Am Samstag, spätestens am Sonntag könnte also doch die Stunde der Wahrheit schlagen. Die N-VA ist nach wie vor strikt gegen den UN-Migrationspakt und hat das Thema jetzt formal auf die Tagesordnung der Regierung gehievt. Sinn und Zweck kann dann natürlich nur sein, dass man ein für alle Mal einen Regierungsstandpunkt festlegt, beziehungsweise dass man dann - in Ermangelung einer Einigung - offiziell feststellt, dass es eben keinen Konsens innerhalb der Regierung gibt. Laut Verfassung kann ein Premierminister aber nur einen Vertrag unterschreiben, wenn er von der gesamten Regierung ein entsprechendes Mandat bekommen hat.

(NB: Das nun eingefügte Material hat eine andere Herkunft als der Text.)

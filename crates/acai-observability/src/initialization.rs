// Copyright (C) 2026  ACAI Contributors
//
// This program is free software: you can redistribute it and/or modify
// it under the terms of the GNU Affero General Public License as published by
// the Free Software Foundation, either version 3 of the License, or
// (at your option) any later version.
//
// This program is distributed in the hope that it will be useful,
// but WITHOUT ANY WARRANTY; without even the implied warranty of
// MERCHANTABILITY or FITNESS FOR A PARTICULAR PURPOSE.  See the
// GNU Affero General Public License for more details.
//
// You should have received a copy of the GNU Affero General Public License
// along with this program.  If not, see <https://www.gnu.org/licenses/>.

//! Global subscriber installation.

use crate::config::{LogConfig, LogError, LogFormat};
use std::io;
use tracing_subscriber::layer::SubscriberExt;
use tracing_subscriber::util::SubscriberInitExt;
use tracing_subscriber::{fmt, EnvFilter, Registry};

/// Install the global tracing subscriber, writing to stderr.
///
/// Fails with [`LogError::Init`] if a subscriber is already installed.
///
/// # Example
///
/// ```ignore
/// use acai_observability::{init_tracing, LogConfig};
///
/// init_tracing(&LogConfig::new().with_level("debug").with_color(false))?;
/// tracing::debug!("resolving profile");
/// ```
pub fn init_tracing(config: &LogConfig) -> Result<(), LogError> {
    let registry = Registry::default().with(build_env_filter(config)?);
    let layer = fmt::layer()
        .with_writer(io::stderr)
        .with_target(config.include_targets);

    let result = match config.format {
        LogFormat::Pretty => registry
            .with(layer.with_ansi(config.use_color).pretty())
            .try_init(),
        LogFormat::Compact => registry
            .with(layer.with_ansi(config.use_color).compact())
            .try_init(),
        LogFormat::Json => registry.with(layer.with_ansi(false).json()).try_init(),
    };

    result.map_err(|e| LogError::Init(e.to_string()))
}

fn build_env_filter(config: &LogConfig) -> Result<EnvFilter, LogError> {
    let filter = config.effective_level();
    EnvFilter::try_new(&filter).map_err(|e| LogError::InvalidFilter {
        reason: e.to_string(),
        filter,
    })
}
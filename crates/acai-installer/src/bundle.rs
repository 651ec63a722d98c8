// Copyright (C) 2026  ACAI Contributors
//
// This program is free software: you can redistribute it and/or modify
// it under the terms of the GNU Affero General Public License as published by
// the Free Software Foundation, either version 3 of the License, or
// (at your option) any later version.
//
// This program is distributed in the hope that it will be useful,
// but WITHOUT ANY WARRANTY; without even the implied warranty of
// MERCHANTABILITY or FITNESS FOR A PARTICULAR PURPOSE.  See the
// GNU Affero General Public License for more details.
//
// You should have received a copy of the GNU Affero General Public License
// along with this program.  If not, see <https://www.gnu.org/licenses/>.

//! Local certificate material.

use crate::error::{InstallError, InstallResult};
use std::fmt;
use std::path::Path;
use tokio::fs;
use tracing::debug;

pub const CERT_FILE: &str = "cert.pem";
pub const KEY_FILE: &str = "privkey.pem";
pub const CHAIN_FILE: &str = "chain.pem";

/// PEM payloads for one certificate name.
#[derive(Clone, PartialEq, Eq)]
pub struct CertificateBundle {
    /// Leaf certificate, PEM
    pub certificate: String,
    /// Private key, PEM
    pub private_key: String,
    /// Passed through as-is; may be empty.
    pub chain: String,
}

impl CertificateBundle {
    /// Bundle from PEM text already in memory.
    pub fn new(
        certificate: impl Into<String>,
        private_key: impl Into<String>,
        chain: impl Into<String>,
    ) -> Self {
        CertificateBundle {
            certificate: certificate.into(),
            private_key: private_key.into(),
            chain: chain.into(),
        }
    }

    /// Read `cert.pem`, `privkey.pem` and `chain.pem` from `dir` and validate.
    pub async fn load(dir: &Path) -> InstallResult<Self> {
        debug!("Reading certificate files from {}", dir.display());

        let bundle = CertificateBundle {
            certificate: read_pem(dir, CERT_FILE).await?,
            private_key: read_pem(dir, KEY_FILE).await?,
            chain: read_pem(dir, CHAIN_FILE).await?,
        };
        bundle.validate()?;

        debug!(
            cert_bytes = bundle.certificate.len(),
            chain_bytes = bundle.chain.len(),
            "Certificate bundle loaded"
        );
        Ok(bundle)
    }

    /// Certificate and key must be non-empty. The chain is not checked.
    pub fn validate(&self) -> InstallResult<()> {
        if self.certificate.is_empty() {
            return Err(InstallError::Validation("cert"));
        }
        if self.private_key.is_empty() {
            return Err(InstallError::Validation("key"));
        }
        Ok(())
    }
}

impl fmt::Debug for CertificateBundle {
    fn fmt(&self, f: &mut fmt::Formatter<'_>) -> fmt::Result {
        f.debug_struct("CertificateBundle")
            .field("certificate_len", &self.certificate.len())
            .field("private_key", &"<redacted>")
            .field("chain_len", &self.chain.len())
            .finish()
    }
}

async fn read_pem(dir: &Path, file: &str) -> InstallResult<String> {
    let path = dir.join(file);
    fs::read_to_string(&path)
        .await
        .map_err(|source| InstallError::FileAccess {
            dir: dir.to_path_buf(),
            path,
            source,
        })
}
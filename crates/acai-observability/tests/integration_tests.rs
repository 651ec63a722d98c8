// Copyright (C) 2026  ACAI Contributors
//
// This program is free software: you can redistribute it and/or modify
// it under the terms of the GNU Affero General Public License as published by
// the Free Software Foundation, either version 3 of the License, or
// (at your option) any later version.
//
// This program is distributed in the hope that it will be useful,
// but WITHOUT ANY WARRANTY; without even the implied warranty of
// MERCHANTABILITY or FITNESS FOR A PARTICULAR PURPOSE.  See the
// GNU Affero General Public License for more details.
//
// You should have received a copy of the GNU Affero General Public License
// along with this program.  If not, see <https://www.gnu.org/licenses/>.

//! Subscriber installation
//!
//! A process holds one global subscriber, so this binary installs exactly one.

use acai_observability::{init_tracing, LogConfig, LogError, LogFormat};

#[test]
fn test_second_installation_is_refused() {
    let config = LogConfig::new()
        .with_format(LogFormat::Compact)
        .with_level("info")
        .with_color(false);

    assert!(init_tracing(&config).is_ok());
    tracing::info!("subscriber installed");
    assert!(matches!(init_tracing(&config), Err(LogError::Init(_))));
}

#[test]
fn test_invalid_filter_is_reported_before_installation() {
    let config = LogConfig::new().with_level("[[[not a filter");
    assert!(matches!(
        init_tracing(&config),
        Err(LogError::InvalidFilter { .. })
    ));
}
// Copyright (C) 2026  ACAI Contributors
//
// This program is free software: you can redistribute it and/or modify
// it under the terms of the GNU Affero General Public License as published by
// the Free Software Foundation, either version 3 of the License, or
// (at your option) any later version.
//
// This program is distributed in the hope that it will be useful,
// but WITHOUT ANY WARRANTY; without even the implied warranty of
// MERCHANTABILITY or FITNESS FOR A PARTICULAR PURPOSE.  See the
// GNU Affero General Public License for more details.
//
// You should have received a copy of the GNU Affero General Public License
// along with this program.  If not, see <https://www.gnu.org/licenses/>.

use acai_cloud::{CertificateId, CloudError};
use acai_config::ConfigError;
use std::fmt;
use std::path::PathBuf;
use thiserror::Error;

/// Everything that can end a run.
///
/// All variants except [`InstallError::Activation`] are fatal; activation
/// problems are collected per certificate in the report instead.
#[derive(Error, Debug)]
pub enum InstallError {
    #[error(transparent)]
    Config(#[from] ConfigError),

    #[error(
        "Could not open the cert files in {}.\nVerify they exist and permissions are correct.\n{}: {source}",
        .dir.display(),
        .path.display()
    )]
    FileAccess {
        dir: PathBuf,
        path: PathBuf,
        #[source]
        source: std::io::Error,
    },

    #[error("Zero length {0}.")]
    Validation(&'static str),

    #[error("Could not connect to the Acquia environment: {0}")]
    Connection(#[source] CloudError),

    #[error("Could not find environment {environment} in {application}.")]
    NotFound {
        environment: String,
        application: String,
    },

    #[error("Cert «{label}» is already installed.")]
    AlreadyInstalled { label: String },

    #[error("Failed to install {} cert «{label}» with error {source}", variant(.legacy))]
    Upload {
        label: String,
        legacy: bool,
        #[source]
        source: CloudError,
    },

    #[error("Certificate activation incomplete: {0}")]
    Activation(String),
}

impl InstallError {
    /// Process exit status for this error.
    pub fn exit_code(&self) -> i32 {
        match self {
            InstallError::Config(_) => 3,
            InstallError::FileAccess { .. } => 4,
            InstallError::Validation(_) => 5,
            InstallError::Connection(_) => 6,
            InstallError::NotFound { .. } => 7,
            InstallError::AlreadyInstalled { .. } => 8,
            InstallError::Upload { .. } => 9,
            InstallError::Activation(_) => 10,
        }
    }
}

pub type InstallResult<T> = Result<T, InstallError>;

fn variant(legacy: &bool) -> &'static str {
    if *legacy {
        "legacy"
    } else {
        "normal"
    }
}

/// Which step of the activation pass went wrong.
#[derive(Debug, Clone, Copy, PartialEq, Eq)]
pub enum ActivationAction {
    /// Re-reading the certificate list before a pass
    List,
    Activate,
    Deactivate,
}

impl fmt::Display for ActivationAction {
    fn fmt(&self, f: &mut fmt::Formatter<'_>) -> fmt::Result {
        f.write_str(match self {
            ActivationAction::List => "list",
            ActivationAction::Activate => "activate",
            ActivationAction::Deactivate => "deactivate",
        })
    }
}

/// A single failed activation-pass call. Not fatal on its own.
#[derive(Debug)]
pub struct ActivationFailure {
    pub action: ActivationAction,
    /// None for listing failures
    pub certificate: Option<(CertificateId, String)>,
    pub error: CloudError,
}

impl fmt::Display for ActivationFailure {
    fn fmt(&self, f: &mut fmt::Formatter<'_>) -> fmt::Result {
        match &self.certificate {
            Some((id, label)) => write!(
                f,
                "failed to {} cert «{}» (id {}): {}",
                self.action, label, id, self.error
            ),
            None => write!(f, "failed to {} certificates: {}", self.action, self.error),
        }
    }
}

#[cfg(test)]
mod tests {
    use super::*;

    #[test]
    fn test_fatal_errors_have_distinct_nonzero_codes() {
        let errors = [
            InstallError::Config(ConfigError::missing("application")),
            InstallError::FileAccess {
                dir: PathBuf::from("/etc/letsencrypt/live/prod"),
                path: PathBuf::from("/etc/letsencrypt/live/prod/cert.pem"),
                source: std::io::Error::from(std::io::ErrorKind::NotFound),
            },
            InstallError::Validation("cert"),
            InstallError::Connection(CloudError::Auth("denied".into())),
            InstallError::NotFound {
                environment: "prod".into(),
                application: "Example".into(),
            },
            InstallError::AlreadyInstalled { label: "x".into() },
            InstallError::Upload {
                label: "x".into(),
                legacy: false,
                source: CloudError::Auth("denied".into()),
            },
            InstallError::Activation("1 failure".into()),
        ];

        let mut codes: Vec<i32> = errors.iter().map(InstallError::exit_code).collect();
        assert!(codes.iter().all(|c| *c != 0));
        codes.sort_unstable();
        codes.dedup();
        assert_eq!(codes.len(), errors.len());
    }

    #[test]
    fn test_messages() {
        assert_eq!(InstallError::Validation("key").to_string(), "Zero length key.");
        assert_eq!(
            InstallError::AlreadyInstalled { label: "LetsEncrypt prod 2024-01-01".into() }
                .to_string(),
            "Cert «LetsEncrypt prod 2024-01-01» is already installed."
        );
        let not_found = InstallError::NotFound {
            environment: "stage".into(),
            application: "Example Site".into(),
        };
        assert_eq!(
            not_found.to_string(),
            "Could not find environment stage in Example Site."
        );
    }

    #[test]
    fn test_file_access_message_names_directory() {
        let err = InstallError::FileAccess {
            dir: PathBuf::from("/etc/letsencrypt/live/prod"),
            path: PathBuf::from("/etc/letsencrypt/live/prod/privkey.pem"),
            source: std::io::Error::from(std::io::ErrorKind::PermissionDenied),
        };
        let message = err.to_string();
        assert!(message.contains("Could not open the cert files in /etc/letsencrypt/live/prod."));
        assert!(message.contains("privkey.pem"));
    }

    #[test]
    fn test_activation_failure_display() {
        let failure = ActivationFailure {
            action: ActivationAction::Deactivate,
            certificate: Some((CertificateId::from("11"), "old-cert".into())),
            error: CloudError::Auth("expired".into()),
        };
        let text = failure.to_string();
        assert!(text.starts_with("failed to deactivate cert «old-cert» (id 11)"));
    }
}
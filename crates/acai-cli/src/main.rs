// Copyright (C) 2026  ACAI Contributors
//
// This program is free software: you can redistribute it and/or modify
// it under the terms of the GNU Affero General Public License as published by
// the Free Software Foundation, either version 3 of the License, or
// (at your option) any later version.
//
// This program is distributed in the hope that it will be useful,
// but WITHOUT ANY WARRANTY; without even the implied warranty of
// MERCHANTABILITY or FITNESS FOR A PARTICULAR PURPOSE.  See the
// GNU Affero General Public License for more details.
//
// You should have received a copy of the GNU Affero General Public License
// along with this program.  If not, see <https://www.gnu.org/licenses/>.

//! `acai`: install Let's Encrypt certificates into an Acquia Cloud environment.

mod output;
mod progress;

use acai_config::{ConfigLayer, ConfigLoader};
use acai_installer::{
    install_certificate, session, CertificateBundle, InstallError, InstallOptions, InstallReport,
};
use acai_observability::{init_tracing, LogConfig, LogFormat};
use chrono::Local;
use clap::{Parser, ValueEnum};
use progress::ConsoleObserver;
use std::path::PathBuf;
use tracing::debug;

#[derive(Parser, Debug)]
#[command(name = "acai")]
#[command(version, about = "Acquia Cert Automatic Installer")]
#[command(
    long_about = "Installs the Let's Encrypt certificate for a configured environment into Acquia Cloud.

Profiles are read from /etc/acai.conf and ~/.acai.conf (INI, one [section] per
environment). The new certificate is activated before older ones are deactivated."
)]
#[command(after_help = "EXAMPLES:
    # Install and activate today's certificate for the [prod] profile
    acai prod

    # Upload a legacy certificate only (not activated)
    acai --legacy prod

    # Upload normal and legacy copies
    acai --both prod")]
struct Cli {
    /// The server environment to update, as defined in the config file
    #[arg(value_name = "ENVIRONMENT")]
    environment: String,

    /// Install as a legacy certificate
    #[arg(short, long, conflicts_with = "both")]
    legacy: bool,

    /// Install as both a normal and a legacy certificate
    #[arg(short, long)]
    both: bool,

    /// Additional configuration file, read after the standard ones
    #[arg(short, long, value_name = "PATH")]
    config: Option<PathBuf>,

    /// Directory holding one sub-directory per certificate name
    #[arg(long, value_name = "DIR")]
    le_root: Option<PathBuf>,

    /// Enable debug logging
    #[arg(short, long)]
    verbose: bool,

    /// Suppress progress output
    #[arg(short, long)]
    quiet: bool,

    /// Log format (pretty|compact|json)
    #[arg(long, value_name = "FORMAT", default_value = "compact")]
    log_format: LogFormat,

    /// Colored output
    #[arg(long, value_name = "WHEN", value_enum, default_value_t = ColorChoice::Auto)]
    color: ColorChoice,
}

#[derive(Clone, Copy, Debug, PartialEq, Eq, ValueEnum)]
enum ColorChoice {
    Auto,
    Always,
    Never,
}

impl ColorChoice {
    /// Apply the choice to console styling; returns whether log events on
    /// stderr should carry ANSI colours.
    fn apply(self) -> bool {
        match self {
            ColorChoice::Auto => {}
            ColorChoice::Always | ColorChoice::Never => {
                let enabled = self == ColorChoice::Always;
                console::set_colors_enabled(enabled);
                console::set_colors_enabled_stderr(enabled);
            }
        }
        console::colors_enabled_stderr()
    }
}

impl Cli {
    fn log_config(&self, use_color: bool) -> LogConfig {
        let config = LogConfig::new()
            .with_format(self.log_format)
            .with_color(use_color)
            .with_targets(self.verbose);
        if self.verbose {
            config.with_level("debug")
        } else {
            config
        }
    }

    fn options(&self) -> InstallOptions {
        InstallOptions {
            legacy: self.legacy,
            both: self.both,
        }
    }
}

#[tokio::main]
async fn main() {
    let cli = Cli::parse();

    let use_color = cli.color.apply();
    init_tracing(&cli.log_config(use_color)).ok();

    let code = match run(&cli).await.and_then(InstallReport::into_result) {
        Ok(report) => {
            debug!(?report, "Run complete");
            0
        }
        Err(e) => {
            output::error(&format!("ERROR: {}", e));
            e.exit_code()
        }
    };

    std::process::exit(code);
}

async fn run(cli: &Cli) -> Result<InstallReport, InstallError> {
    let mut loader = ConfigLoader::new();
    if let Some(path) = &cli.config {
        loader = loader.push_layer(ConfigLayer::required(path));
    }

    let mut settings = loader.resolve(&cli.environment).await?;
    if let Some(root) = &cli.le_root {
        settings.le_root = root.clone();
    }

    let bundle = CertificateBundle::load(&settings.cert_dir()).await?;

    let observer = ConsoleObserver::new(cli.quiet);
    observer.connecting();
    let client = session::connect(&settings).await?;

    let today = Local::now().date_naive();
    let report = install_certificate(
        &client,
        &settings.profile,
        &bundle,
        cli.options(),
        today,
        &observer,
    )
    .await?;

    observer.finished(&report);
    Ok(report)
}

#[cfg(test)]
mod tests {
    use super::*;
    use clap::CommandFactory;

    #[test]
    fn test_cli_definition_is_valid() {
        Cli::command().debug_assert();
    }

    #[test]
    fn test_legacy_conflicts_with_both() {
        let result = Cli::try_parse_from(["acai", "--legacy", "--both", "prod"]);
        assert!(result.is_err());
    }

    #[test]
    fn test_options_from_flags() {
        let cli = Cli::try_parse_from(["acai", "-b", "prod"]).expect("valid arguments");
        assert_eq!(cli.options(), InstallOptions { legacy: false, both: true });
        assert_eq!(cli.environment, "prod");

        let cli = Cli::try_parse_from(["acai", "-l", "stage"]).expect("valid arguments");
        assert_eq!(cli.options(), InstallOptions { legacy: true, both: false });
    }

    #[test]
    fn test_color_choice_values() {
        let cli = Cli::try_parse_from(["acai", "--color", "never", "prod"]).expect("valid arguments");
        assert_eq!(cli.color, ColorChoice::Never);
        assert!(Cli::try_parse_from(["acai", "--color", "sometimes", "prod"]).is_err());
    }

    #[test]
    fn test_log_config_follows_flags() {
        let cli = Cli::try_parse_from(["acai", "-v", "--log-format", "json", "prod"])
            .expect("valid arguments");
        let config = cli.log_config(false);
        assert_eq!(config.format, LogFormat::Json);
        assert_eq!(config.level.as_deref(), Some("debug"));
        assert!(config.include_targets);
        assert!(!config.use_color);

        let cli = Cli::try_parse_from(["acai", "prod"]).expect("valid arguments");
        let config = cli.log_config(true);
        assert_eq!(config.level, None);
        assert!(!config.include_targets);
        assert!(config.use_color);
    }

    #[test]
    fn test_environment_is_required() {
        assert!(Cli::try_parse_from(["acai"]).is_err());
    }
}
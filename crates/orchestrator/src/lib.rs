// SPDX-License-Identifier: LGPL-3.0-only
//
// This file is provided WITHOUT ANY WARRANTY;
// without even the implied warranty of MERCHANTABILITY
// or FITNESS FOR A PARTICULAR PURPOSE.

mod aggregator;
mod evm;
mod orchestrator;

pub use aggregator::*;
pub use orchestrator::*;
// SPDX-License-Identifier: LGPL-3.0-only
//
// This file is provided WITHOUT ANY WARRANTY;
// without even the implied warranty of MERCHANTABILITY
// or FITNESS FOR A PARTICULAR PURPOSE.

use crate::{Error, Result};
use alloy_primitives::{Bytes, B256};
use serde::{Deserialize, Serialize};
use std::fmt;

/// Opaque 32-byte reference to one encrypted value held by the aggregator.
///
/// Carries no plaintext and is safe to log. The internal structure belongs
/// to the aggregator and the cryptographic backend; this client only ever
/// holds handles and passes them by value.
#[derive(Debug, Clone, Copy, PartialEq, Eq, Hash, PartialOrd, Ord, Serialize, Deserialize)]
pub struct CiphertextHandle(B256);

impl CiphertextHandle {
    pub fn new(bytes: B256) -> Self {
        Self(bytes)
    }

    pub fn as_bytes(&self) -> &[u8; 32] {
        &self.0 .0
    }

    pub fn inner(&self) -> B256 {
        self.0
    }

    /// Hex-encode with the host ledger's `0x` prefix.
    pub fn to_hex(&self) -> String {
        format!("0x{}", hex::encode(self.0))
    }

    pub fn from_hex(s: &str) -> Result<Self> {
        let stripped = s.strip_prefix("0x").unwrap_or(s);
        let bytes = hex::decode(stripped).map_err(|e| Error::BadHandleEncoding(e.to_string()))?;
        if bytes.len() != 32 {
            return Err(Error::BadHandleEncoding(format!(
                "expected 32 bytes, got {}",
                bytes.len()
            )));
        }
        Ok(Self(B256::from_slice(&bytes)))
    }
}

impl fmt::Display for CiphertextHandle {
    fn fmt(&self, f: &mut fmt::Formatter<'_>) -> fmt::Result {
        write!(f, "{}", self.to_hex())
    }
}

impl From<B256> for CiphertextHandle {
    fn from(value: B256) -> Self {
        Self(value)
    }
}

/// Opaque proof that every ciphertext in a batch is well-formed and within
/// its declared bit-width, bound to one [`crate::EncryptionContext`].
/// Produced once per encryption batch, consumed exactly once at submission.
#[derive(Debug, Clone, PartialEq, Eq, Serialize, Deserialize)]
pub struct ValidityProof(Bytes);

impl ValidityProof {
    pub fn new(bytes: impl Into<Bytes>) -> Self {
        Self(bytes.into())
    }

    pub fn as_slice(&self) -> &[u8] {
        &self.0
    }

    pub fn to_hex(&self) -> String {
        format!("0x{}", hex::encode(&self.0))
    }

    pub fn from_hex(s: &str) -> Result<Self> {
        let stripped = s.strip_prefix("0x").unwrap_or(s);
        let bytes = hex::decode(stripped).map_err(|e| Error::BadHandleEncoding(e.to_string()))?;
        Ok(Self(bytes.into()))
    }
}

/// Output of `CiphertextBuilder::encrypt`: one handle-shaped blob per added
/// value, in `add_value` order, plus the batch proof. Downstream consumers
/// index the handles positionally.
#[derive(Debug, Clone)]
pub struct EncryptedInput {
    pub handles: Vec<CiphertextHandle>,
    pub proof: ValidityProof,
}
// SPDX-License-Identifier: LGPL-3.0-only
//
// This file is provided WITHOUT ANY WARRANTY;
// without even the implied warranty of MERCHANTABILITY
// or FITNESS FOR A PARTICULAR PURPOSE.

use crate::CiphertextHandle;
use alloy_primitives::Address;

/// One (handle, contract) pair to decrypt.
#[derive(Debug, Clone, Copy, PartialEq, Eq)]
pub struct DecryptionItem {
    pub handle: CiphertextHandle,
    pub contract: Address,
}

/// A batch of handles to decrypt on behalf of one caller.
///
/// Constructed fresh for every decrypt attempt and never reused across
/// intents: handles rotate whenever the aggregate is recomputed, so a cached
/// request would reference a handle the caller can no longer decrypt.
#[derive(Debug, Clone, Default)]
pub struct DecryptionRequest {
    items: Vec<DecryptionItem>,
}

impl DecryptionRequest {
    pub fn new() -> Self {
        Self::default()
    }

    pub fn single(handle: CiphertextHandle, contract: Address) -> Self {
        Self {
            items: vec![DecryptionItem { handle, contract }],
        }
    }

    pub fn push(&mut self, handle: CiphertextHandle, contract: Address) {
        self.items.push(DecryptionItem { handle, contract });
    }

    pub fn items(&self) -> &[DecryptionItem] {
        &self.items
    }

    pub fn is_empty(&self) -> bool {
        self.items.is_empty()
    }
}
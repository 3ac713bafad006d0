// SPDX-License-Identifier: LGPL-3.0-only
//
// This file is provided WITHOUT ANY WARRANTY;
// without even the implied warranty of MERCHANTABILITY
// or FITNESS FOR A PARTICULAR PURPOSE.

pub use crs_types as types;

#[cfg(feature = "client")]
pub use crs_client as client;

#[cfg(feature = "client")]
pub use crs_orchestrator as orchestrator;

#[cfg(feature = "config")]
pub use crs_config as config;

#[cfg(feature = "evm")]
pub use crs_evm_helpers as evm_helpers;

#[cfg(feature = "logger")]
pub use crs_logger as logger;
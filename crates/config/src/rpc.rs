// SPDX-License-Identifier: LGPL-3.0-only
//
// This file is provided WITHOUT ANY WARRANTY;
// without even the implied warranty of MERCHANTABILITY
// or FITNESS FOR A PARTICULAR PURPOSE.

use anyhow::bail;
use anyhow::Context;
use anyhow::Result;

use url::Url;

#[derive(Clone, Copy, Debug, PartialEq, Eq)]
pub enum RpcProtocol {
    Http,
    Https,
    Ws,
    Wss,
}

impl RpcProtocol {
    pub fn is_websocket(&self) -> bool {
        matches!(self, RpcProtocol::Ws | RpcProtocol::Wss)
    }

    pub fn is_secure(&self) -> bool {
        matches!(self, RpcProtocol::Https | RpcProtocol::Wss)
    }

    pub fn as_str(&self) -> &'static str {
        match self {
            RpcProtocol::Http => "http",
            RpcProtocol::Https => "https",
            RpcProtocol::Ws => "ws",
            RpcProtocol::Wss => "wss",
        }
    }
}

#[derive(Clone, Debug)]
pub struct RPC {
    protocol: RpcProtocol,
    url: Url,
}

impl RPC {
    pub fn from_url(url: &str) -> Result<Self> {
        let parsed = Url::parse(url).context("Invalid URL format")?;
        let protocol = match parsed.scheme() {
            "http" => RpcProtocol::Http,
            "https" => RpcProtocol::Https,
            "ws" => RpcProtocol::Ws,
            "wss" => RpcProtocol::Wss,
            _ => bail!("Invalid protocol. Expected: http://, https://, ws://, wss://"),
        };

        if parsed.host_str().is_none() {
            bail!("URL must contain a host");
        }

        Ok(RPC {
            protocol,
            url: parsed,
        })
    }

    pub fn protocol(&self) -> RpcProtocol {
        self.protocol
    }

    pub fn url(&self) -> &Url {
        &self.url
    }

    pub fn hostname(&self) -> &str {
        // Safe: validated in from_url() - http(s)/ws(s) schemes always require a host
        self.url.host_str().expect("RPC URL always has a host")
    }

    pub fn as_http_url(&self) -> Result<String> {
        if !self.protocol.is_websocket() {
            Ok(self.url.to_string())
        } else {
            let mut parsed = self.url.clone();
            let scheme = if self.protocol.is_secure() {
                "https"
            } else {
                "http"
            };
            parsed
                .set_scheme(scheme)
                .map_err(|_| anyhow::anyhow!("http(s) are valid schemes"))?;
            Ok(parsed.to_string())
        }
    }

    pub fn is_websocket(&self) -> bool {
        self.protocol.is_websocket()
    }

    pub fn is_secure(&self) -> bool {
        self.protocol.is_secure()
    }

    pub fn is_local(&self) -> bool {
        match self.hostname() {
            "localhost" | "127.0.0.1" | "::1" => true,
            host => host.starts_with("127."), // 127.0.0.0/8 is all loopback
        }
    }
}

CD&V und OpenVLD bleiben indes bei ihrer Auffassung, dass Michel im Grunde längst über ein solches Mandat verfügt. Spätestens, seit er Ende September vor der UN-Vollversammlung ausdrücklich sein Wort gegeben hatte, dass Belgien den Pakt unterzeichnen würde. Außerdem verweisen beide Parteien auf die Resolution, die die Kammer am Donnerstag mit großer Mehrheit verabschiedet hat und die die Regierung ausdrücklich dazu anhält, den Pakt zu unterzeichnen.
Die Koalition ist also nach wie vor tief gespalten. Premierminister Charles Michel hat am Freitag erneut bilaterale Gespräche mit den verschiedenen Vizepremiers geführt. Eine Einigung ist weiter nicht in Sicht. Die nun angekündigte neue Sitzung des Ministerrates kann also zu einem Schlüsselmoment werden. Wann die Sitzung stattfinden wird, ist noch unklar. In jedem Fall wird das aber vor der Abreise des Premiers nach Marrakesch sein.